Simulate sending HTTP request
Send GET request
When we open the Douban homepage with a browser, the original request we send is actually a GET request
import requests res = requests.get('http://www.douban.com') print(res) print(type(res)) >>> <Response [200]> <class 'requests.models.Response'>
As you can see, what we get is a Response object
If we want to get the data returned by the website, we can use the text or content attribute to get it
text: returns data as a string
content: returns data in binary mode
print(type(res.text)) print(res.text) >>> <class 'str'> <!DOCTYPE HTML> <html lang="zh-cmn-Hans" class=""> <head> <meta charset="UTF-8"> <meta name="google-site-verification" content="ok0wCgT20tBBgo9_zat2iAcimtN4Ftf5ccsh092Xeyw" /> <meta name="description" content="Provide recommendations, comments and price comparisons of books, films and music records, as well as the unique cultural life of the city."> <meta name="keywords" content="Watercress,radio broadcast,Landing watercress">.....
Send POST request
For POST requests, a form is usually submitted
r?=?requests.post('http://www.xxxx.com',?data={"key":?"value"})
Data is the form information that needs to be transferred, which is a dictionary type of data.
header enhancement
For some websites, requests without headers will be rejected, so some header enhancements are needed. For example: UA, Cookie, host and other information.
header = {"User-Agent": "Mozilla/5.0 (Windows NT 10.0; Win64; x64) AppleWebKit/537.36 (KHTML, like Gecko) Chrome/76.0.3809.100 Safari/537.36", "Cookie": "your cookie"}
Python crawler tutorial! Teach you to crawl web data hand in hand
2020-10-25 14:56ยทData analysis is not a thing
In fact, in today's society, the network is full of a large number of useful data. We only need to observe patiently, plus some technical means, we can obtain a large number of valuable data. The "technical means" here is web crawler. Today I will share with you a basic knowledge and introductory tutorial of reptiles:
What is a reptile?
Crawler is a program that automatically obtains web content, such as search engine, Google, Baidu, etc. a huge crawler system is running every day to crawl data from websites all over the world for users to use when searching.
Crawler process
In fact, to abstract the web crawler, it contains the following steps
- Simulate a request page. Simulate the browser and open the target website.
- Get data. After opening the website, we can automatically obtain the website data we need.
- Save data. After you get the data, you need to persist it to storage devices such as local files or databases.

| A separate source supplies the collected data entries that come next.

//! CLI command handlers

pub mod commands;

pub use commands::{basic, convert, currency, graph, loan, scientific};
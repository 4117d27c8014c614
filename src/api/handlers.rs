//! API request handlers
//!
//! Every handler answers with an [`ApiResponse`] envelope. Engine failures
//! are reported as `success: false` with the error message; the HTTP status
//! stays 200 so clients only have one shape to decode.

use std::collections::BTreeMap;
use std::sync::Arc;

use axum::{extract::State, Json};
use serde::{Deserialize, Serialize};
use uuid::Uuid;

use crate::calculator::{parse_keys, BasicCalculator, ScientificCalculator, ScientificKey};
use crate::convert::{
    category_of, conversion_info, convert_currency, convert_temperature, convert_unit, Category,
    RateTable, TemperatureUnit,
};
use crate::error::{CalcError, CalcResult};
use crate::expr::StandardEvaluator;
use crate::format::format_number;
use crate::graph::{self, PlotSample, DEFAULT_POINTS, DEFAULT_TICKS, NO_VALID_POINTS};
use crate::loan::{calculate_loan, LoanRequest, LoanResult};
use crate::rates::{FrankfurterClient, RateSource};

use super::server::AppState;

/// Standard API response wrapper
#[derive(Debug, Serialize)]
pub struct ApiResponse<T: Serialize> {
    pub success: bool,
    pub request_id: String,
    #[serde(skip_serializing_if = "Option::is_none")]
    pub data: Option<T>,
    #[serde(skip_serializing_if = "Option::is_none")]
    pub error: Option<String>,
}

impl<T: Serialize> ApiResponse<T> {
    pub fn ok(data: T) -> Self {
        Self {
            success: true,
            request_id: Uuid::new_v4().to_string(),
            data: Some(data),
            error: None,
        }
    }

    pub fn err(message: impl Into<String>) -> Self {
        Self {
            success: false,
            request_id: Uuid::new_v4().to_string(),
            data: None,
            error: Some(message.into()),
        }
    }

    fn from_result(result: CalcResult<T>) -> Self {
        match result {
            Ok(data) => Self::ok(data),
            Err(e) => Self::err(e.message()),
        }
    }
}

/// Root endpoint response
#[derive(Debug, Serialize)]
pub struct RootResponse {
    pub name: String,
    pub version: String,
    pub description: String,
    pub endpoints: Vec<EndpointInfo>,
}

#[derive(Debug, Serialize)]
pub struct EndpointInfo {
    pub path: String,
    pub method: String,
    pub description: String,
}

fn endpoint(method: &str, path: &str, description: &str) -> EndpointInfo {
    EndpointInfo {
        path: path.to_string(),
        method: method.to_string(),
        description: description.to_string(),
    }
}

/// GET / - Root info
pub async fn root(State(state): State<Arc<AppState>>) -> Json<ApiResponse<RootResponse>> {
    Json(ApiResponse::ok(RootResponse {
        name: "Calcdeck API Server".to_string(),
        version: state.version.clone(),
        description: "Calculator, conversion, loan and graphing engines over HTTP".to_string(),
        endpoints: vec![
            endpoint("GET", "/health", "Health check endpoint"),
            endpoint("GET", "/version", "Get server version"),
            endpoint("POST", "/api/v1/basic", "Run keystrokes through the basic calculator"),
            endpoint("POST", "/api/v1/scientific", "Run keys through the scientific calculator"),
            endpoint("POST", "/api/v1/convert/unit", "Convert between units of one category"),
            endpoint("POST", "/api/v1/convert/temperature", "Convert a temperature"),
            endpoint("POST", "/api/v1/convert/currency", "Convert an amount between currencies"),
            endpoint("POST", "/api/v1/loan", "Compute loan repayments"),
            endpoint("POST", "/api/v1/graph", "Sample a function of x for plotting"),
        ],
    }))
}

/// Health check response
#[derive(Debug, Serialize)]
pub struct HealthResponse {
    pub status: String,
    pub uptime_message: String,
}

/// GET /health - Health check
pub async fn health() -> Json<ApiResponse<HealthResponse>> {
    Json(ApiResponse::ok(HealthResponse {
        status: "healthy".to_string(),
        uptime_message: "Server is running".to_string(),
    }))
}

/// Version response
#[derive(Debug, Serialize)]
pub struct VersionResponse {
    pub version: String,
    pub features: Vec<String>,
}

/// GET /version - Server version
pub async fn version(State(state): State<Arc<AppState>>) -> Json<ApiResponse<VersionResponse>> {
    Json(ApiResponse::ok(VersionResponse {
        version: state.version.clone(),
        features: ["basic", "scientific", "convert", "currency", "loan", "graph"]
            .iter()
            .map(|f| f.to_string())
            .collect(),
    }))
}

/// Basic calculator request: keystrokes applied to an optional prior state
#[derive(Debug, Deserialize)]
pub struct BasicRequest {
    pub keys: String,
    #[serde(default)]
    pub state: Option<BasicCalculator>,
}

/// POST /api/v1/basic
pub async fn basic(Json(req): Json<BasicRequest>) -> Json<ApiResponse<BasicCalculator>> {
    let result = parse_keys(&req.keys).map(|keys| req.state.unwrap_or_default().press_all(keys));
    Json(ApiResponse::from_result(result))
}

/// Scientific calculator request
#[derive(Debug, Deserialize)]
pub struct ScientificRequest {
    pub keys: Vec<String>,
    #[serde(default)]
    pub state: Option<ScientificCalculator>,
}

/// POST /api/v1/scientific
pub async fn scientific(
    Json(req): Json<ScientificRequest>,
) -> Json<ApiResponse<ScientificCalculator>> {
    let result = req
        .keys
        .iter()
        .map(|k| k.parse::<ScientificKey>())
        .collect::<CalcResult<Vec<_>>>()
        .map(|keys| {
            keys.into_iter()
                .fold(req.state.unwrap_or_default(), |calc, key| {
                    calc.press(key, &StandardEvaluator)
                })
        });
    Json(ApiResponse::from_result(result))
}

/// Result of any unit, temperature or currency conversion
#[derive(Debug, Serialize)]
pub struct ConversionResponse {
    pub from: String,
    pub to: String,
    pub amount: f64,
    pub result: f64,
    pub display: String,
    pub info: String,
}

/// Unit conversion request; the category is inferred from `from` when omitted
#[derive(Debug, Deserialize)]
pub struct UnitConversionRequest {
    #[serde(default)]
    pub category: Option<Category>,
    pub from: String,
    pub to: String,
    pub amount: f64,
}

/// POST /api/v1/convert/unit
pub async fn convert_unit_handler(
    Json(req): Json<UnitConversionRequest>,
) -> Json<ApiResponse<ConversionResponse>> {
    let result = req
        .category
        .or_else(|| category_of(&req.from))
        .ok_or_else(|| CalcError::parse(format!("Unknown unit: '{}'", req.from)))
        .and_then(|category| convert_unit(category, &req.from, &req.to, req.amount))
        .map(|value| ConversionResponse {
            info: conversion_info(req.amount, &req.from, &req.to),
            from: req.from.clone(),
            to: req.to.clone(),
            amount: req.amount,
            result: value,
            display: format_number(value),
        });
    Json(ApiResponse::from_result(result))
}

#[derive(Debug, Deserialize)]
pub struct TemperatureRequest {
    pub from: TemperatureUnit,
    pub to: TemperatureUnit,
    pub amount: f64,
}

/// POST /api/v1/convert/temperature
pub async fn convert_temperature_handler(
    Json(req): Json<TemperatureRequest>,
) -> Json<ApiResponse<ConversionResponse>> {
    let result = convert_temperature(req.from, req.to, req.amount).map(|value| ConversionResponse {
        from: req.from.to_string(),
        to: req.to.to_string(),
        amount: req.amount,
        result: value,
        display: format_number(value),
        info: conversion_info(req.amount, req.from.id(), req.to.id()),
    });
    Json(ApiResponse::from_result(result))
}

/// Currency conversion request.
///
/// `rates` (relative to `from`) can be supplied inline; otherwise they are
/// fetched from the configured rate service.
#[derive(Debug, Deserialize)]
pub struct CurrencyRequest {
    pub from: String,
    pub to: String,
    pub amount: f64,
    #[serde(default)]
    pub rates: Option<BTreeMap<String, f64>>,
}

/// POST /api/v1/convert/currency
pub async fn convert_currency_handler(
    State(state): State<Arc<AppState>>,
    Json(req): Json<CurrencyRequest>,
) -> Json<ApiResponse<ConversionResponse>> {
    let from = req.from.to_uppercase();
    let to = req.to.to_uppercase();

    let table = match req.rates {
        Some(rates) => Ok(RateTable::new(from.clone(), rates)),
        None => fetch_rates(&state.rates_url, &from).await,
    };

    let result = table
        .and_then(|table| convert_currency(&table.rates, &from, &to, req.amount))
        .map(|value| ConversionResponse {
            info: format!("{} {} to {}", format_number(req.amount), from, to),
            from: from.clone(),
            to: to.clone(),
            amount: req.amount,
            result: value,
            display: format!("{:.2}", value),
        });
    Json(ApiResponse::from_result(result))
}

/// curl blocks, so the fetch runs on the blocking pool
async fn fetch_rates(base_url: &str, base: &str) -> CalcResult<RateTable> {
    let client = FrankfurterClient::new(base_url);
    let base = base.to_string();
    tokio::task::spawn_blocking(move || client.latest(&base))
        .await
        .map_err(|e| CalcError::network(format!("Rate fetch task failed: {}", e)))?
}

/// Loan response: the raw figures plus the formatted lines
#[derive(Debug, Serialize)]
pub struct LoanResponse {
    #[serde(flatten)]
    pub result: LoanResult,
    pub monthly_display: String,
    pub summary: String,
}

/// POST /api/v1/loan
pub async fn loan(Json(req): Json<LoanRequest>) -> Json<ApiResponse<LoanResponse>> {
    let result = calculate_loan(&req).map(|result| LoanResponse {
        monthly_display: result.monthly_display(),
        summary: result.summary(req.interest_type),
        result,
    });
    Json(ApiResponse::from_result(result))
}

fn default_x_min() -> f64 {
    -10.0
}

fn default_x_max() -> f64 {
    10.0
}

fn default_points() -> usize {
    DEFAULT_POINTS
}

fn default_ticks() -> usize {
    DEFAULT_TICKS
}

#[derive(Debug, Deserialize)]
pub struct GraphRequest {
    pub expression: String,
    #[serde(default = "default_x_min")]
    pub x_min: f64,
    #[serde(default = "default_x_max")]
    pub x_max: f64,
    #[serde(default = "default_points")]
    pub points: usize,
    #[serde(default = "default_ticks")]
    pub ticks: usize,
}

#[derive(Debug, Serialize)]
pub struct GraphResponse {
    pub sample: PlotSample,
    pub y_ticks: Vec<f64>,
    #[serde(skip_serializing_if = "Option::is_none")]
    pub message: Option<String>,
}

/// POST /api/v1/graph
pub async fn graph(Json(req): Json<GraphRequest>) -> Json<ApiResponse<GraphResponse>> {
    let result = graph::sample(
        &StandardEvaluator,
        &req.expression,
        req.x_min,
        req.x_max,
        req.points,
    )
    .and_then(|sample| {
        if sample.no_valid_points() {
            Ok(GraphResponse {
                sample,
                y_ticks: Vec::new(),
                message: Some(NO_VALID_POINTS.to_string()),
            })
        } else {
            Ok(GraphResponse {
                y_ticks: sample.y_ticks(req.ticks)?,
                sample,
                message: None,
            })
        }
    });
    Json(ApiResponse::from_result(result))
}
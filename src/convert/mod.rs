//! Conversion engines: linear unit factors, affine temperature formulas and
//! currency rate tables.

pub mod currency;
pub mod temperature;
pub mod units;

pub use currency::{convert_currency, RateTable};
pub use temperature::{convert_temperature, TemperatureUnit};
pub use units::{category_of, conversion_info, convert_unit, find_unit, units_in, Category, Unit, UNITS};
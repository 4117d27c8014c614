use thiserror::Error;

pub type CalcResult<T> = Result<T, CalcError>;

/// Every failure the engines can report.
///
/// Presentation layers collapse all of these into either the `"Error"`
/// display sentinel or a message string, but the kinds stay distinct here
/// so callers and tests can tell them apart.
#[derive(Error, Debug, Clone, PartialEq)]
pub enum CalcError {
    /// Malformed number or expression input
    #[error("Parse error: {0}")]
    Parse(String),

    /// Division by zero, factorial out of range, unsupported unit pair, ...
    #[error("Domain error: {0}")]
    Domain(String),

    /// NaN or infinity produced by an arithmetic step
    #[error("Non-finite result: {0}")]
    NonFinite(String),

    /// Currency rate fetch failure
    #[error("Network error: {0}")]
    Network(String),
}

impl CalcError {
    pub fn parse(message: impl Into<String>) -> Self {
        CalcError::Parse(message.into())
    }

    pub fn domain(message: impl Into<String>) -> Self {
        CalcError::Domain(message.into())
    }

    pub fn non_finite(message: impl Into<String>) -> Self {
        CalcError::NonFinite(message.into())
    }

    pub fn network(message: impl Into<String>) -> Self {
        CalcError::Network(message.into())
    }

    /// The bare message without the kind prefix, for end-user display
    pub fn message(&self) -> &str {
        match self {
            CalcError::Parse(m)
            | CalcError::Domain(m)
            | CalcError::NonFinite(m)
            | CalcError::Network(m) => m,
        }
    }
}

So how can we use Python to write our own crawler? Here I want to focus on a python Library: Requests.
Requests use
The Requests library is a library that initiates HTTP Requests in Python, which is very convenient and simple to use.
Simulate sending HTTP request
Send GET request
When we open the Douban homepage with a browser, the original request we send is actually a GET request
import?requests res?=?requests.get('http://www.douban.com') print(res) print(type(res)) >>> <Response?[200]> <class?'requests.models.Response'>
As you can see, what we get is a Response object
If we want to get the data returned by the website, we can use the text or content attribute to get it
text: returns data as a string
content: returns data in binary mode
print(type(res.text)) print(res.text) >>> <class?'str'>?<!DOCTYPE?HTML> <html?lang="zh-cmn-Hans"?class=""> <head> <meta?charset="UTF-8"> <meta?name="google-site-verification"?content="ok0wCgT20tBBgo9_zat2iAcimtN4Ftf5ccsh092Xeyw"?/> <meta?name="description"?content="Provide recommendations, comments and price comparisons of books, films and music records, as well as the unique cultural life of the city."> <meta?name="keywords"?content="Watercress,radio broadcast,Landing watercress">.....
Send POST request
For POST requests, a form is usually submitted
r?=?requests.post('http://www.xxxx.com',?data={"key":?"value"})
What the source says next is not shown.